Now, you can set up this induction in many different ways. First of all, to deal with the upper bound, you can indeed do what you are trying to do, which is to make the claim conditional on $k \le n$, but I think a little bit easier way is to incorporate the upper bound in the induction scheme, as I'll demonstrate in the examples below.

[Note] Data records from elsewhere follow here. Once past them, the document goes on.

//! Yahoo Finance data provider.
//!
//! Fetches daily closes from Yahoo's v8 chart API with a single blocking
//! request per symbol. There is no retry and no backoff: any failure is
//! returned to the caller, which aborts the run.
//!
//! Yahoo Finance has no official API and is subject to unannounced format changes.
//! The CSV import path is the fallback when Yahoo is unavailable.

use super::provider::{
    finalize_closes, DailyClose, DataError, DataProvider, DataSource, FetchResult, PriceField,
};
use chrono::NaiveDate;
use serde::Deserialize;
use std::time::Duration;

/// Yahoo Finance v8 chart API response.
#[derive(Debug, Deserialize)]
struct ChartResponse {
    chart: ChartResult,
}

#[derive(Debug, Deserialize)]
struct ChartResult {
    result: Option<Vec<ChartData>>,
    error: Option<ChartError>,
}

#[derive(Debug, Deserialize)]
struct ChartError {
    code: String,
    description: String,
}

#[derive(Debug, Deserialize)]
struct ChartData {
    #[serde(default)]
    meta: Option<ChartMeta>,
    timestamp: Option<Vec<i64>>,
    indicators: Indicators,
}

#[derive(Debug, Deserialize)]
struct ChartMeta {
    /// Exchange offset from UTC in seconds (19800 for NSE).
    #[serde(default)]
    gmtoffset: Option<i64>,
}

#[derive(Debug, Deserialize)]
struct Indicators {
    quote: Vec<QuoteData>,
    adjclose: Option<Vec<AdjCloseData>>,
}

#[derive(Debug, Deserialize)]
struct QuoteData {
    #[serde(default)]
    close: Vec<Option<f64>>,
}

#[derive(Debug, Deserialize)]
struct AdjCloseData {
    adjclose: Vec<Option<f64>>,
}

const CHART_BASE_URL: &str = "https://query2.finance.yahoo.com/v8/finance/chart";

/// Yahoo Finance data provider.
pub struct YahooProvider {
    client: reqwest::blocking::Client,
    base_url: String,
    field: PriceField,
}

impl YahooProvider {
    pub fn new() -> Result<Self, DataError> {
        let client = reqwest::blocking::Client::builder()
            .timeout(Duration::from_secs(30))
            .user_agent("Mozilla/5.0 (Windows NT 10.0; Win64; x64) AppleWebKit/537.36")
            .build()
            .map_err(|e| DataError::Other(format!("failed to build HTTP client: {e}")))?;

        Ok(Self {
            client,
            base_url: CHART_BASE_URL.to_string(),
            field: PriceField::default(),
        })
    }

    /// Choose between adjusted and raw closes.
    pub fn with_price_field(mut self, field: PriceField) -> Self {
        self.field = field;
        self
    }

    /// Point the provider at a different chart endpoint.
    pub fn with_base_url(mut self, base_url: impl Into<String>) -> Self {
        self.base_url = base_url.into();
        self
    }

    /// Build the chart API URL for a symbol and `[start, end)` range.
    fn chart_url(&self, symbol: &str, start: NaiveDate, end: NaiveDate) -> String {
        let start_ts = start.and_time(chrono::NaiveTime::MIN).and_utc().timestamp();
        let end_ts = end.and_time(chrono::NaiveTime::MIN).and_utc().timestamp();
        format!(
            "{}/{symbol}?period1={start_ts}&period2={end_ts}&interval=1d\
             &includeAdjustedClose=true",
            self.base_url
        )
    }
}

/// Parse a chart API body into daily closes (unsorted, unfiltered).
pub(crate) fn parse_chart_json(
    symbol: &str,
    body: &str,
    field: PriceField,
) -> Result<Vec<DailyClose>, DataError> {
    let resp: ChartResponse = serde_json::from_str(body).map_err(|e| {
        DataError::ResponseFormatChanged(format!("failed to parse response for {symbol}: {e}"))
    })?;

    let result = resp.chart.result.ok_or_else(|| {
        if let Some(err) = resp.chart.error {
            if err.code == "Not Found" {
                DataError::SymbolNotFound {
                    symbol: symbol.to_string(),
                }
            } else {
                DataError::ResponseFormatChanged(format!("{}: {}", err.code, err.description))
            }
        } else {
            DataError::ResponseFormatChanged("empty result with no error".into())
        }
    })?;

    let data = result
        .into_iter()
        .next()
        .ok_or_else(|| DataError::ResponseFormatChanged("result array is empty".into()))?;

    let offset = data.meta.and_then(|m| m.gmtoffset).unwrap_or(0);

    // A symbol with no trades in range comes back without timestamps.
    let Some(timestamps) = data.timestamp else {
        return Ok(Vec::new());
    };

    let quote = data
        .indicators
        .quote
        .into_iter()
        .next()
        .ok_or_else(|| DataError::ResponseFormatChanged("no quote data".into()))?;

    let adj_closes = data
        .indicators
        .adjclose
        .and_then(|v| v.into_iter().next())
        .map(|a| a.adjclose);

    let prices: &[Option<f64>] = match (field, adj_closes.as_deref()) {
        (PriceField::AdjustedClose, Some(adj)) => adj,
        _ => quote.close.as_slice(),
    };

    let mut closes = Vec::with_capacity(timestamps.len());
    for (i, &ts) in timestamps.iter().enumerate() {
        let date = chrono::DateTime::from_timestamp(ts + offset, 0)
            .map(|dt| dt.date_naive())
            .ok_or_else(|| DataError::ResponseFormatChanged(format!("invalid timestamp: {ts}")))?;

        // Holidays and halted sessions come back as nulls.
        if let Some(close) = prices.get(i).copied().flatten() {
            closes.push(DailyClose { date, close });
        }
    }

    Ok(closes)
}

impl DataProvider for YahooProvider {
    fn name(&self) -> &str {
        "yahoo_finance"
    }

    fn fetch(
        &self,
        symbol: &str,
        start: NaiveDate,
        end: NaiveDate,
    ) -> Result<FetchResult, DataError> {
        let url = self.chart_url(symbol, start, end);
        tracing::debug!(%url, "requesting chart");

        let resp = self
            .client
            .get(&url)
            .send()
            .map_err(|e| DataError::NetworkUnreachable(e.to_string()))?;

        let status = resp.status();
        if status == reqwest::StatusCode::NOT_FOUND {
            return Err(DataError::SymbolNotFound {
                symbol: symbol.to_string(),
            });
        }
        if status == reqwest::StatusCode::TOO_MANY_REQUESTS {
            let retry_after = resp
                .headers()
                .get("retry-after")
                .and_then(|v| v.to_str().ok())
                .and_then(|v| v.parse::<u64>().ok())
                .unwrap_or(60);
            return Err(DataError::RateLimited {
                retry_after_secs: retry_after,
            });
        }
        if !status.is_success() {
            return Err(DataError::Http {
                status: status.as_u16(),
                symbol: symbol.to_string(),
            });
        }

        let body = resp
            .text()
            .map_err(|e| DataError::NetworkUnreachable(e.to_string()))?;
        let raw = parse_chart_json(symbol, &body, self.field)?;
        let closes = finalize_closes(symbol, raw, start, end)?;

        Ok(FetchResult {
            symbol: symbol.to_string(),
            closes,
            source: DataSource::YahooFinance,
        })
    }
}
//! Date-indexed, symbol-columned tables.
//!
//! `DateTable` is the shared shape behind every table the pipeline produces:
//! a strictly increasing date axis and one `f64` column per symbol, where
//! `NaN` marks a missing cell. The newtypes below tag what a table holds so a
//! returns table cannot be passed where prices are expected.

use chrono::NaiveDate;
use serde::Serialize;
use std::collections::HashSet;
use std::ops::Deref;
use thiserror::Error;

/// Structural violations detected when building a table.
#[derive(Debug, Error, PartialEq)]
pub enum TableError {
    #[error("date index is not strictly increasing at position {index} ({date})")]
    UnorderedDates { index: usize, date: NaiveDate },

    #[error("duplicate symbol column: {symbol}")]
    DuplicateSymbol { symbol: String },

    #[error("{symbols} symbols but {columns} columns")]
    ColumnCountMismatch { symbols: usize, columns: usize },

    #[error("column '{symbol}' has {len} cells, expected {expected}")]
    ColumnLengthMismatch {
        symbol: String,
        len: usize,
        expected: usize,
    },
}

/// A table indexed by trading date with one column per symbol.
#[derive(Debug, Clone, PartialEq, Serialize)]
pub struct DateTable {
    dates: Vec<NaiveDate>,
    symbols: Vec<String>,
    columns: Vec<Vec<f64>>,
}

impl DateTable {
    /// Build a table, validating the date order and column shapes.
    pub fn new(
        dates: Vec<NaiveDate>,
        symbols: Vec<String>,
        columns: Vec<Vec<f64>>,
    ) -> Result<Self, TableError> {
        for (i, pair) in dates.windows(2).enumerate() {
            if pair[1] <= pair[0] {
                return Err(TableError::UnorderedDates {
                    index: i + 1,
                    date: pair[1],
                });
            }
        }

        let mut seen = HashSet::new();
        for symbol in &symbols {
            if !seen.insert(symbol.as_str()) {
                return Err(TableError::DuplicateSymbol {
                    symbol: symbol.clone(),
                });
            }
        }

        if symbols.len() != columns.len() {
            return Err(TableError::ColumnCountMismatch {
                symbols: symbols.len(),
                columns: columns.len(),
            });
        }

        for (symbol, column) in symbols.iter().zip(&columns) {
            if column.len() != dates.len() {
                return Err(TableError::ColumnLengthMismatch {
                    symbol: symbol.clone(),
                    len: column.len(),
                    expected: dates.len(),
                });
            }
        }

        Ok(Self {
            dates,
            symbols,
            columns,
        })
    }

    pub fn dates(&self) -> &[NaiveDate] {
        &self.dates
    }

    pub fn symbols(&self) -> &[String] {
        &self.symbols
    }

    /// Number of rows (dates).
    pub fn len(&self) -> usize {
        self.dates.len()
    }

    pub fn is_empty(&self) -> bool {
        self.dates.is_empty()
    }

    /// Column for a symbol, if present.
    pub fn column(&self, symbol: &str) -> Option<&[f64]> {
        self.symbols
            .iter()
            .position(|s| s == symbol)
            .map(|i| self.columns[i].as_slice())
    }

    /// Iterate `(symbol, column)` pairs in column order.
    pub fn columns(&self) -> impl Iterator<Item = (&str, &[f64])> {
        self.symbols
            .iter()
            .map(String::as_str)
            .zip(self.columns.iter().map(Vec::as_slice))
    }

    /// Cell value at a row for a symbol. Missing cells are `NaN`.
    pub fn value(&self, row: usize, symbol: &str) -> Option<f64> {
        self.column(symbol).and_then(|c| c.get(row).copied())
    }

    /// True if every column has a finite value at `row`.
    pub fn row_is_complete(&self, row: usize) -> bool {
        self.columns
            .iter()
            .all(|c| c.get(row).is_some_and(|v| v.is_finite()))
    }

    /// Finite (min, max) across all cells, or `None` if the table has no finite values.
    pub fn value_range(&self) -> Option<(f64, f64)> {
        let mut finite = self.columns.iter().flatten().copied().filter(|v| v.is_finite());
        let first = finite.next()?;
        Some(finite.fold((first, first), |(lo, hi), v| (lo.min(v), hi.max(v))))
    }

    /// New table over the same index, one output column per input column.
    ///
    /// `f` receives the source column and an output slice of the same length,
    /// pre-filled with NaN.
    pub fn map_columns<F>(&self, mut f: F) -> DateTable
    where
        F: FnMut(&[f64], &mut [f64]),
    {
        let columns = self
            .columns
            .iter()
            .map(|src| {
                let mut out = vec![f64::NAN; src.len()];
                f(src, &mut out);
                out
            })
            .collect();
        DateTable {
            dates: self.dates.clone(),
            symbols: self.symbols.clone(),
            columns,
        }
    }

    /// Keep only the rows for which `keep(row)` is true, across all columns.
    pub fn retain_rows<F>(&self, mut keep: F) -> DateTable
    where
        F: FnMut(usize) -> bool,
    {
        let rows: Vec<usize> = (0..self.dates.len()).filter(|&r| keep(r)).collect();
        DateTable {
            dates: rows.iter().map(|&r| self.dates[r]).collect(),
            symbols: self.symbols.clone(),
            columns: self
                .columns
                .iter()
                .map(|c| rows.iter().map(|&r| c[r]).collect())
                .collect(),
        }
    }

    /// Deterministic BLAKE3 fingerprint over dates, symbols and cell bits.
    ///
    /// Two runs over the same historical range produce the same fingerprint
    /// only if every cell is bit-identical.
    pub fn fingerprint(&self) -> String {
        let mut hasher = blake3::Hasher::new();
        for date in &self.dates {
            hasher.update(date.to_string().as_bytes());
        }
        for (symbol, column) in self.columns() {
            hasher.update(symbol.as_bytes());
            for value in column {
                hasher.update(&value.to_le_bytes());
            }
        }
        hasher.finalize().to_hex().to_string()
    }
}

macro_rules! tagged_table {
    ($(#[$meta:meta])* $name:ident) => {
        $(#[$meta])*
        #[derive(Debug, Clone, PartialEq, Serialize)]
        pub struct $name(DateTable);

        impl $name {
            pub fn new(table: DateTable) -> Self {
                Self(table)
            }

            pub fn into_inner(self) -> DateTable {
                self.0
            }
        }

        impl Deref for $name {
            type Target = DateTable;

            fn deref(&self) -> &DateTable {
                &self.0
            }
        }
    };
}

tagged_table!(
    /// Closing prices; `NaN` where a symbol did not trade on a date.
    PriceTable
);

tagged_table!(
    /// Fractional day-over-day changes. One fewer row than the source prices.
    ReturnsTable
);

tagged_table!(
    /// Compounded growth of one unit invested at the first return date.
    GrowthTable
);

/// Square matrix of pairwise Pearson coefficients between symbols.
#[derive(Debug, Clone, PartialEq, Serialize)]
pub struct CorrelationMatrix {
    symbols: Vec<String>,
    values: Vec<Vec<f64>>,
}

impl CorrelationMatrix {
    /// Build an `n × n` matrix from a pairwise function.
    ///
    /// `pair(i, j)` is only called for `i < j`; the lower triangle mirrors it
    /// and the diagonal is fixed at 1.0, so the result is symmetric by
    /// construction.
    pub fn from_pairs<F>(symbols: Vec<String>, mut pair: F) -> Self
    where
        F: FnMut(usize, usize) -> f64,
    {
        let n = symbols.len();
        let mut values = vec![vec![1.0; n]; n];
        for i in 0..n {
            for j in (i + 1)..n {
                let v = pair(i, j);
                values[i][j] = v;
                values[j][i] = v;
            }
        }
        Self { symbols, values }
    }

    pub fn symbols(&self) -> &[String] {
        &self.symbols
    }

    /// Matrix dimension.
    pub fn len(&self) -> usize {
        self.symbols.len()
    }

    pub fn is_empty(&self) -> bool {
        self.symbols.is_empty()
    }

    /// Coefficient at `(row, col)` by index.
    pub fn at(&self, row: usize, col: usize) -> f64 {
        self.values[row][col]
    }

    /// Coefficient between two symbols.
    pub fn get(&self, a: &str, b: &str) -> Option<f64> {
        let i = self.symbols.iter().position(|s| s == a)?;
        let j = self.symbols.iter().position(|s| s == b)?;
        Some(self.values[i][j])
    }

    /// Rows in symbol order.
    pub fn rows(&self) -> &[Vec<f64>] {
        &self.values
    }
}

Second, you can induce over $k$ with $k$ being the size of the subsets in question. And, since it looks like you can show that any subset with $k+1$ elements has property $A$ if you assume that any subset with $k$ elements has property $A$, you can do ordinary or weak mathematical induction like so:

Definition $A(k)$

$A(k)$: Any $P \subseteq Q$ where $|P|=k$ has property $A$

Induction scheme:

$$(A(0) \land \forall k (k < n \rightarrow (A(k) \rightarrow A(k+1)))) \rightarrow \forall k (k \le n \rightarrow A(k))$$

(and of course, once you have proven $\forall k (k \le n \rightarrow A(k))$, you have thereby proven that for all $P \subseteq Q$: $P$ has property $A$

If it turns out you need a strong version of induction, the induction scheme would be:

$$\forall k (k \le n \rightarrow (\forall m (m < k \rightarrow A(m)) \rightarrow A(k))) \rightarrow \forall k (k \le n \rightarrow A(k))$$

But (and again, I think what will be a little nicer) you can also induce over the subset relation, since that is a well-ordering. That is, rather than making claim about the size of the subsets, you can make the claim directly about these subsets. So, you can do something like this:

$A(P)$: set $P$ has property $A$

(Weak) Induction scheme:

$$(A(\emptyset) \land \forall P (P \subset Q \rightarrow \forall q ((q \in Q \land q \not \in P) \rightarrow A(P \cup \{ q \})))) \rightarrow \forall P (P \subseteq Q \rightarrow A(P))$$

Three nice things about this option is that the claim $A(P)$ talks about a single subset $P$ (as opposed $A(k)$ referring to a class of subsets of a certain size, the fact that you don;t need to refer to any numbers whatsoever, and the fact that the $Q$ provides a nice natural upper bound in this induction scheme.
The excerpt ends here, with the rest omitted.